Work request: When the word "match" appears in a line of the data below, list that line.

○ ○ ○ ○ ○ ○ ○

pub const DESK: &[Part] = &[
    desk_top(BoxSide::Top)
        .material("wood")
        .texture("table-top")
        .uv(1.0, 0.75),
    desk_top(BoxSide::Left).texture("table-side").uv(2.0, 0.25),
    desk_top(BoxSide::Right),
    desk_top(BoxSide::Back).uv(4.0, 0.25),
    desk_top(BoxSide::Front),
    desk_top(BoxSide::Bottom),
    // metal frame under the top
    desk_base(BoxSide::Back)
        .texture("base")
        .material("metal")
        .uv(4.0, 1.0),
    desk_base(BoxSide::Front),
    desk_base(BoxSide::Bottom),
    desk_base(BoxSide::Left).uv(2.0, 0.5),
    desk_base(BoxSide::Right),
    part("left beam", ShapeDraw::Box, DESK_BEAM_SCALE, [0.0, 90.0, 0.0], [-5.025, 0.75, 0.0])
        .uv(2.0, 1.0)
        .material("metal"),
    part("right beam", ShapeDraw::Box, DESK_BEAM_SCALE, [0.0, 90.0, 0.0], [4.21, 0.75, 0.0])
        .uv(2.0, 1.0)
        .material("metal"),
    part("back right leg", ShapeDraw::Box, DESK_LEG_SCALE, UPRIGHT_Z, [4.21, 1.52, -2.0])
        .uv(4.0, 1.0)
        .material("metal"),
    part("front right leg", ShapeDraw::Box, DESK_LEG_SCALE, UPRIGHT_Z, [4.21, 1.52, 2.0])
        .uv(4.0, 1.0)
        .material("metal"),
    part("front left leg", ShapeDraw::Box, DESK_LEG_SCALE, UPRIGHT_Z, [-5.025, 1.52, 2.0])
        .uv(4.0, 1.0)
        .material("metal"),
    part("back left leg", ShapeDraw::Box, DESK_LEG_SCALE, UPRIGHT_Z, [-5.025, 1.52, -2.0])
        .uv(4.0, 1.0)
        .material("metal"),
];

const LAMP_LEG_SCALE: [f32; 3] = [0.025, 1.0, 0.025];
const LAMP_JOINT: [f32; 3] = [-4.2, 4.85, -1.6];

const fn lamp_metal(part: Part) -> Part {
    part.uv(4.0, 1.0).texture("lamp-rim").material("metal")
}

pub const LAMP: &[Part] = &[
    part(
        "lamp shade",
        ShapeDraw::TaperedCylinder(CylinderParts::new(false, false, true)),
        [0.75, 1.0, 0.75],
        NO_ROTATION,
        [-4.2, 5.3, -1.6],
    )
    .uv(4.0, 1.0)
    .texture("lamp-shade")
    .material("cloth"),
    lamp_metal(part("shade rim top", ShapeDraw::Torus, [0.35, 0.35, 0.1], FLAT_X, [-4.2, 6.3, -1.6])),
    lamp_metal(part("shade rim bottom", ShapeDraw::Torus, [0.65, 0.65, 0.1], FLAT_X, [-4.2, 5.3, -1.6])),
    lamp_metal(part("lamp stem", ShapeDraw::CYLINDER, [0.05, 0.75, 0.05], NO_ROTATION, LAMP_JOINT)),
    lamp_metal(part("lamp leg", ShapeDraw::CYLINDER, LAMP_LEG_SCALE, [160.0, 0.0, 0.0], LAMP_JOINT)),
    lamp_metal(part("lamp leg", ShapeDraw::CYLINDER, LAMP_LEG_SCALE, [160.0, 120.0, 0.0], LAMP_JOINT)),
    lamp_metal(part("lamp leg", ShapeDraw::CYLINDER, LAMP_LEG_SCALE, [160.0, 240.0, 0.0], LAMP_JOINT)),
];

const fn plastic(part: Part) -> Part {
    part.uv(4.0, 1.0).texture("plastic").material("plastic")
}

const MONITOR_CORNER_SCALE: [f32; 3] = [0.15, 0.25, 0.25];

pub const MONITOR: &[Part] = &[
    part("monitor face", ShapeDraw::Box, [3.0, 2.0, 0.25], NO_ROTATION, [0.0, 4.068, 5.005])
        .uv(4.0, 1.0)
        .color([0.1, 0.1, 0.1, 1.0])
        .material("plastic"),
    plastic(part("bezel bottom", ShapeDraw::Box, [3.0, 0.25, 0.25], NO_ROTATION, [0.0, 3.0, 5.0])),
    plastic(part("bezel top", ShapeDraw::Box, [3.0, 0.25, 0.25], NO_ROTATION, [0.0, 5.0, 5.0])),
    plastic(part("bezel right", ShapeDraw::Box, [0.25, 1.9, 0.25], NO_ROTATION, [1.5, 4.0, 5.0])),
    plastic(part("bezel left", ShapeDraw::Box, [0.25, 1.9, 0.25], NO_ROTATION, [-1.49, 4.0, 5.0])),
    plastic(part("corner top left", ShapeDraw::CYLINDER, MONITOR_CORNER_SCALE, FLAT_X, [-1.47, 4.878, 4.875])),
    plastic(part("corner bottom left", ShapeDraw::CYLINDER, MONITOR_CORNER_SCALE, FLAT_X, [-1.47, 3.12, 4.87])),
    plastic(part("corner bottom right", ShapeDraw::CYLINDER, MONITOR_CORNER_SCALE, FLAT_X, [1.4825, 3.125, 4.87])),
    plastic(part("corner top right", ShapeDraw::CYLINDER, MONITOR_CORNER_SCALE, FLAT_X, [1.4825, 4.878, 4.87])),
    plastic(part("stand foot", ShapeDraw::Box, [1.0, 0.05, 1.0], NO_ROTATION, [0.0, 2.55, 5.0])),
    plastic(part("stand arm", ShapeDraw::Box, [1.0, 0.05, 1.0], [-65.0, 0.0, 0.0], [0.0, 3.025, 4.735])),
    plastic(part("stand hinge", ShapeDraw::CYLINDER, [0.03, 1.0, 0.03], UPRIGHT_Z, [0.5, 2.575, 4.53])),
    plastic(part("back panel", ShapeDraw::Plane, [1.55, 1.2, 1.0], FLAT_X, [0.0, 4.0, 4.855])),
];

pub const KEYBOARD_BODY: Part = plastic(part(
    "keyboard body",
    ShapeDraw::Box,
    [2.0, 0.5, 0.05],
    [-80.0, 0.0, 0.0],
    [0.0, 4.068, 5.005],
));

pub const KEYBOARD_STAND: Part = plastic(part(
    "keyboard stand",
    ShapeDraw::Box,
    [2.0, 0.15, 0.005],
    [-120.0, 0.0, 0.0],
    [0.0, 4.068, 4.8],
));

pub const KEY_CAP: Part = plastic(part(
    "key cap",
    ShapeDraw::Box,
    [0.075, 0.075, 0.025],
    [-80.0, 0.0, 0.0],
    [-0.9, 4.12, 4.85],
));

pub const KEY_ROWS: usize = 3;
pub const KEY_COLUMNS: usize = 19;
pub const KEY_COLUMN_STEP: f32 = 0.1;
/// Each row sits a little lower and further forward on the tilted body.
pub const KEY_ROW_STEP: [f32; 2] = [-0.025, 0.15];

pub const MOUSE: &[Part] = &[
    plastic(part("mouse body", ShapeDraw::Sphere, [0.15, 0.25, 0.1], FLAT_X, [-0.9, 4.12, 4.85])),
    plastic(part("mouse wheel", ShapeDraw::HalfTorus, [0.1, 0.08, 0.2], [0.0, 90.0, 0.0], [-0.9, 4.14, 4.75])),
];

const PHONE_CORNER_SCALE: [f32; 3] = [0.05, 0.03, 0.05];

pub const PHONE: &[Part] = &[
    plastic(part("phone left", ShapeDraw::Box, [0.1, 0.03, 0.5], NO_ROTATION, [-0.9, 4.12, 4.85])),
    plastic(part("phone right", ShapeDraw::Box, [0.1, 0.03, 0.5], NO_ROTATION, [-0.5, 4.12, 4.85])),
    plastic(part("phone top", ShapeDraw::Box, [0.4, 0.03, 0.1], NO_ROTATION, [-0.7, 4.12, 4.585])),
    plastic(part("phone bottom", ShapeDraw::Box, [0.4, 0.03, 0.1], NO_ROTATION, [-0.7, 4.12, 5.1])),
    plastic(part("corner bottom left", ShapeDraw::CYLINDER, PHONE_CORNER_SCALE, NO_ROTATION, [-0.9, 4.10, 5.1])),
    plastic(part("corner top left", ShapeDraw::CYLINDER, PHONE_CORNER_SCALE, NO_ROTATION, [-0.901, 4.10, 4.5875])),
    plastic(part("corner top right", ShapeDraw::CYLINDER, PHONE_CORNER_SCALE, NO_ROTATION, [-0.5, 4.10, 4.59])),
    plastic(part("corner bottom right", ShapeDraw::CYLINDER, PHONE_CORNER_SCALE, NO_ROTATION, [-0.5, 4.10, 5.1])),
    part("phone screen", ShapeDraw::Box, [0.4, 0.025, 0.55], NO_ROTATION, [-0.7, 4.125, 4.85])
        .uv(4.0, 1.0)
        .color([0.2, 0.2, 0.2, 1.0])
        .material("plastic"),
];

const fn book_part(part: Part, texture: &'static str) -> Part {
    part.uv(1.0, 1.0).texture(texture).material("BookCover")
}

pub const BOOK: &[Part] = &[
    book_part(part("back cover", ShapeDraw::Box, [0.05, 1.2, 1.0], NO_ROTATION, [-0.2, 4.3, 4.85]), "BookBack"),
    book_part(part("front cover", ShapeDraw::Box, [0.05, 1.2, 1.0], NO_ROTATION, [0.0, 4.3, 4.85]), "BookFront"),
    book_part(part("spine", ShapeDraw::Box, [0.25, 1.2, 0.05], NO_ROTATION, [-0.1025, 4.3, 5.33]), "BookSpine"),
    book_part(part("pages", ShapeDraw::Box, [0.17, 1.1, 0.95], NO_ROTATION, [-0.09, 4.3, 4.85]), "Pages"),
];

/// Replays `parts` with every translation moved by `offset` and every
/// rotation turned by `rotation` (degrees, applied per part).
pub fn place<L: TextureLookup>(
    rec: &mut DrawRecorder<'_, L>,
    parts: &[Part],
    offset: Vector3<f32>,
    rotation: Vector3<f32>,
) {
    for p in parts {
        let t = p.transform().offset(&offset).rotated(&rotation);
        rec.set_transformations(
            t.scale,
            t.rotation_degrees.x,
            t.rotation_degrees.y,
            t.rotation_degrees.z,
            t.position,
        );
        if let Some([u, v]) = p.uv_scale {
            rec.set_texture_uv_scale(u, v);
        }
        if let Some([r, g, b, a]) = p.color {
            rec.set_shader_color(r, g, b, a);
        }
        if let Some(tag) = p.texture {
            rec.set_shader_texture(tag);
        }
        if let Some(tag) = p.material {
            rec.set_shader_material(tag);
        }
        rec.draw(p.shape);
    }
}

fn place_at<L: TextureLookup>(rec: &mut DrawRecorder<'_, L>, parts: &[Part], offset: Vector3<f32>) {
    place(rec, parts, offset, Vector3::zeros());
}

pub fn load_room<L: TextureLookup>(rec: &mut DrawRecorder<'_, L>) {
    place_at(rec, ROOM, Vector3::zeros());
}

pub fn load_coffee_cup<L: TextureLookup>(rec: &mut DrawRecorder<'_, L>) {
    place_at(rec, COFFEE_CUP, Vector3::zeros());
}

○ ○ ○ ○ ○ ○ ○

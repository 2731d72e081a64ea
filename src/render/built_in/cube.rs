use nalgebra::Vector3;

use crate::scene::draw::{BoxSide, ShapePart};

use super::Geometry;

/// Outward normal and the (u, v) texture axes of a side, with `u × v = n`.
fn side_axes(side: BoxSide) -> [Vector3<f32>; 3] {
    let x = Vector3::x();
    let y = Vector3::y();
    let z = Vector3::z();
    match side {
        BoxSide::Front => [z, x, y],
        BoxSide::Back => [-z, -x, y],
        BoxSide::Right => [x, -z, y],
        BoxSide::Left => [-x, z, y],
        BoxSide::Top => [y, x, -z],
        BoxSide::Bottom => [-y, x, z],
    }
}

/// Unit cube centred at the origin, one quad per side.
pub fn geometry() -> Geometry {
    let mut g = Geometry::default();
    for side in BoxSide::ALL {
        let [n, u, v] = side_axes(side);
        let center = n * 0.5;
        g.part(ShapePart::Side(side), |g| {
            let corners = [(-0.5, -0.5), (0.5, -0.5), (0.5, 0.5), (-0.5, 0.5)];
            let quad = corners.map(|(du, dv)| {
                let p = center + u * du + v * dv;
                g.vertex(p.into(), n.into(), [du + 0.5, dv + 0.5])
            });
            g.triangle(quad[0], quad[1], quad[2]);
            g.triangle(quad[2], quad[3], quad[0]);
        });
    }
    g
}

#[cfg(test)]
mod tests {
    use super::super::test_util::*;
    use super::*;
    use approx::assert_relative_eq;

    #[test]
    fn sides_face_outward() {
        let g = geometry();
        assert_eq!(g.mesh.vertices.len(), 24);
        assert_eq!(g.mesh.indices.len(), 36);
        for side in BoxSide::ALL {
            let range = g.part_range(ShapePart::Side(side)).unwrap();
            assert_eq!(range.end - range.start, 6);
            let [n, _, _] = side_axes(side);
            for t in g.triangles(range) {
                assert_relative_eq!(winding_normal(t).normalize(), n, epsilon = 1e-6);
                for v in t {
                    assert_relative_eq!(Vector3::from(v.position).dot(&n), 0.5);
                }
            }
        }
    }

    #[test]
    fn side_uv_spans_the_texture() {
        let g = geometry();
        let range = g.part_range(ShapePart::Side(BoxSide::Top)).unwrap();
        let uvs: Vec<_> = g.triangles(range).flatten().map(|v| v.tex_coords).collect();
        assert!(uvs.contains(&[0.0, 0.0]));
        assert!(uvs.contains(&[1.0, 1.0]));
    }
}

○ ○ ○ ○ ○ ○ ○

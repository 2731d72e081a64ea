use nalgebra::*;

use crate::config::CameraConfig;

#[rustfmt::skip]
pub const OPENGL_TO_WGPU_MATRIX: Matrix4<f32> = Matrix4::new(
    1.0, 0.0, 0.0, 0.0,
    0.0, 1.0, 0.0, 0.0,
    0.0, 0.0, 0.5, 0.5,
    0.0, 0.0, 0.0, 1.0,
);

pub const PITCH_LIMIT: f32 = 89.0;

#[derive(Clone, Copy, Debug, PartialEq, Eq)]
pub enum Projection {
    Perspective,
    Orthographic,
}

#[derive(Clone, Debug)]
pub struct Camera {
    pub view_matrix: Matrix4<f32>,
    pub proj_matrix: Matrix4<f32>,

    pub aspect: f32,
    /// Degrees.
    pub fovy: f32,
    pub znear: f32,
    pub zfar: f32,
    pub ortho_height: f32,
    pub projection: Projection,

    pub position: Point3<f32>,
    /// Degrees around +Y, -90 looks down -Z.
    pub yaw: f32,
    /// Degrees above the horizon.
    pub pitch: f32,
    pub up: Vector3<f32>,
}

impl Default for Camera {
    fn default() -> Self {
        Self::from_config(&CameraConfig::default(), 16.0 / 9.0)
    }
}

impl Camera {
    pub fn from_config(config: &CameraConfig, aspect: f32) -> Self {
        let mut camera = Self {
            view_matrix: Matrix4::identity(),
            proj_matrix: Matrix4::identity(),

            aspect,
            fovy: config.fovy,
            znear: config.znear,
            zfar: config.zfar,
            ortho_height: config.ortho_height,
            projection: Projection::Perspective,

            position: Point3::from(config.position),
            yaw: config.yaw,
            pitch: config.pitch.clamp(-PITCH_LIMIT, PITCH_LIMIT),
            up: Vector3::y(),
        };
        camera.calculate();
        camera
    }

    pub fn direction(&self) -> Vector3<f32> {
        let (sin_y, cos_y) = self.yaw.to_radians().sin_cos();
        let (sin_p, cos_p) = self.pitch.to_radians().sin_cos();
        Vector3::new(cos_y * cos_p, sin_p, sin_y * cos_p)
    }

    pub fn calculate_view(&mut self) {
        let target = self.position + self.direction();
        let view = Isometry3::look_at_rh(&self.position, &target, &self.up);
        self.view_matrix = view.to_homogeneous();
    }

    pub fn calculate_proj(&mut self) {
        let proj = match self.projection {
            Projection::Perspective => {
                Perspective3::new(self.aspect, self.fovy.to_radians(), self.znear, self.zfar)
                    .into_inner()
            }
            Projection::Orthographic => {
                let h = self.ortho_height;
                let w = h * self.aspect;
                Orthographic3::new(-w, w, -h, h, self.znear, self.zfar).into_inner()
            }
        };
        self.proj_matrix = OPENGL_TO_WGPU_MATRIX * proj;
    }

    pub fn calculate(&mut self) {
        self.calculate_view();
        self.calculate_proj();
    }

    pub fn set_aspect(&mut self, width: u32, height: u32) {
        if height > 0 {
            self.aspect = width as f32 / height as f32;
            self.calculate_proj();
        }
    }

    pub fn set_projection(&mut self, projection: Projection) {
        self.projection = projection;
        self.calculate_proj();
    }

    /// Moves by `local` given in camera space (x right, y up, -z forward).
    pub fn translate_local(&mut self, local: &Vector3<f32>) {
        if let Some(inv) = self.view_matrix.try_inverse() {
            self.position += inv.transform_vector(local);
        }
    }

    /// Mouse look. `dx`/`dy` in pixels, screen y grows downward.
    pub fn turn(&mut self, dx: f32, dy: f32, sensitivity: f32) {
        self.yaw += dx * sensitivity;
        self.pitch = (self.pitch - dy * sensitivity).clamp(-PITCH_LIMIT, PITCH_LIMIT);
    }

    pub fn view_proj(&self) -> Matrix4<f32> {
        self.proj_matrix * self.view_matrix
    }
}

○ ○ ○ ○ ○ ○ ○

Task answer:
    match side {
        let proj = match self.projection {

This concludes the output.